Bestes Beispiel dafür ist hier in Bormbach die Erweiterung des Gemeindezentrums in den 90-iger Jahren. Immer wieder höre ich, dass längst nicht jeder der Meinung war, dass eine Erweiterung notwendig war. Doch auch die Gegner ließen sich auf den Neubau ein, verbrachten die Samstage auf der Baustelle und wurden Teil einer großartigen Dienstgemeinschaft, die bis heute zu spüren ist. So hat sich Jesus wohl den Dienst der Gemeinde vorgestellt.

Jesu Modell von Gemeinde
Eine Gemeinde der Dienenden funktioniert nur mit Vertrauen. Wir gestehen einander zu, von Gott geliebt zu sein, von ihm in dieser Gemeinde gewollt zu sein und von ihm beauftragt zu sein. Das ist sozusagen das Vorwort der Gemeinde.

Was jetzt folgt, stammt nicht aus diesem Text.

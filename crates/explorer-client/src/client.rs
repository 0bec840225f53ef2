use std::time::Duration;

use async_trait::async_trait;
use explorer_core::types::{DexTrade, TradePage, TradeRequest};
use explorer_core::TradesSource;
use reqwest::Client;
use serde::Deserialize;
use tracing::{debug, warn};

use crate::config::BitqueryConfig;
use crate::graphql::{trades_request, GraphqlRequest};
use crate::{ClientError, Result};

/// HTTP client for the BitQuery dexTrades feed
pub struct BitqueryClient {
    http: Client,
    config: BitqueryConfig,
}

#[derive(Debug, Deserialize)]
struct GraphqlResponse {
    #[serde(default)]
    data: Option<ResponseData>,
    #[serde(default)]
    errors: Vec<GraphqlError>,
}

#[derive(Debug, Deserialize)]
struct GraphqlError {
    message: String,
}

#[derive(Debug, Deserialize)]
struct ResponseData {
    #[serde(default)]
    ethereum: Option<NetworkData>,
}

#[derive(Debug, Deserialize)]
struct NetworkData {
    #[serde(rename = "dexTrades", default)]
    dex_trades: Vec<DexTrade>,
}

impl BitqueryClient {
    pub fn new(config: BitqueryConfig) -> Result<Self> {
        let http = Client::builder()
            .timeout(Duration::from_secs(config.timeout_secs))
            .build()?;

        Ok(Self { http, config })
    }

    async fn execute(&self, body: &GraphqlRequest) -> Result<TradePage> {
        let response = self
            .http
            .post(&self.config.endpoint)
            .header("X-API-KEY", self.config.api_key.as_str())
            .json(body)
            .send()
            .await?;

        let status = response.status();
        if !status.is_success() {
            let body = response.text().await.unwrap_or_default();
            return Err(ClientError::Status {
                status: status.as_u16(),
                body,
            });
        }

        let text = response.text().await?;
        decode_trades(&text)
    }
}

/// Decode a raw GraphQL response body into a page of trades
fn decode_trades(body: &str) -> Result<TradePage> {
    let parsed: GraphqlResponse = serde_json::from_str(body)?;

    if let Some(err) = parsed.errors.first() {
        return Err(ClientError::Graphql(err.message.clone()));
    }

    let trades = parsed
        .data
        .and_then(|data| data.ethereum)
        .map(|network| network.dex_trades)
        .unwrap_or_default();

    Ok(TradePage { trades })
}

#[async_trait]
impl TradesSource for BitqueryClient {
    async fn fetch_trades(&self, request: &TradeRequest) -> explorer_core::Result<TradePage> {
        let body = trades_request(request, &self.config.network);
        debug!(
            protocol = request.protocol.as_filter(),
            limit = request.per_page,
            offset = request.offset,
            base_currency = %request.base_currency,
            quote_currency = %request.quote_currency,
            "Requesting dexTrades page"
        );

        match self.execute(&body).await {
            Ok(page) => {
                debug!(rows = page.len(), "dexTrades page received");
                Ok(page)
            }
            Err(e) => {
                warn!(error = %e, "dexTrades request failed");
                Err(e.into())
            }
        }
    }
}

#[cfg(test)]
mod tests {
    use super::*;

    #[test]
    fn decodes_pair_discovery_rows() {
        let body = r#"{
            "data": {
                "ethereum": {
                    "dexTrades": [
                        {
                            "count": 4213,
                            "tradeAmount": 1250000.5,
                            "baseCurrency": {"address": "0xaaa", "symbol": "WETH", "name": "Wrapped Ether"},
                            "quoteCurrency": {"address": "0xbbb", "symbol": "USDC", "name": "USD Coin"},
                            "quotePrice": 1843.21
                        }
                    ]
                }
            }
        }"#;

        let page = decode_trades(body).unwrap();
        assert_eq!(page.len(), 1);

        let row = &page.trades[0];
        assert_eq!(row.count, Some(4213));
        assert_eq!(row.base_currency.symbol, "WETH");
        assert_eq!(row.quote_currency.address, "0xbbb");
        assert!(row.block.is_none());
        assert!(row.transaction.is_none());
    }

    #[test]
    fn decodes_transaction_rows_with_block_and_hash() {
        let body = r#"{
            "data": {
                "ethereum": {
                    "dexTrades": [
                        {
                            "tradeAmount": 532.75,
                            "baseCurrency": {"address": "0xaaa", "symbol": "WETH", "name": "Wrapped Ether"},
                            "quoteCurrency": {"address": "0xbbb", "symbol": "USDC", "name": "USD Coin"},
                            "quotePrice": 1843.21,
                            "block": {"timestamp": {"time": "2022-03-01 12:00:00"}},
                            "transaction": {"hash": "0xdeadbeef"}
                        }
                    ]
                }
            }
        }"#;

        let page = decode_trades(body).unwrap();
        let row = &page.trades[0];
        assert_eq!(row.count, None);
        assert_eq!(
            row.block.as_ref().map(|b| b.timestamp.time.as_str()),
            Some("2022-03-01 12:00:00")
        );
        assert_eq!(
            row.transaction.as_ref().map(|t| t.hash.as_str()),
            Some("0xdeadbeef")
        );
    }

    #[test]
    fn graphql_errors_become_failures() {
        let body = r#"{"data": null, "errors": [{"message": "rate limited"}]}"#;

        match decode_trades(body) {
            Err(ClientError::Graphql(message)) => assert_eq!(message, "rate limited"),
            other => panic!("expected GraphQL error, got {other:?}"),
        }
    }

    #[test]
    fn missing_data_decodes_to_empty_page() {
        let page = decode_trades(r#"{"data": {"ethereum": null}}"#).unwrap();
        assert!(page.is_empty());

        let page = decode_trades(r#"{"data": null}"#).unwrap();
        assert!(page.is_empty());
    }

    #[test]
    fn malformed_body_is_a_decode_error() {
        match decode_trades("not json") {
            Err(ClientError::Decode(_)) => {}
            other => panic!("expected decode error, got {other:?}"),
        }
    }
}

Im nächsten Schritt geht es dann um Reflektion: 

  • Sind wir auf Jesu Weg?
  • Lassen wir uns regelmäßig und konsequent ein auf Jesu Dienst an uns?
  • Lassen wir uns von ihm dienen und nehmen wir seinen Dienst an?
  • Wem dienen wir mit unseren Angeboten und Aktivitäten?
Die Passionszeit als eine Zeit der Einkehr und Besinnung lädt uns in besonderer Weise ein, ganz persönlich diesen Fragen nachzugehen, den eigenen Beitrag zum Gemeindeleben zu überdenken, die Motive zu klären und in Zwiesprache mit Jesus und Glaubensgeschwistern zu hören, was er von mir will.
So kann ich mit neuer Freude und den Augen Jesu sehen, wo ich seinen Dienst fortsetzen kann.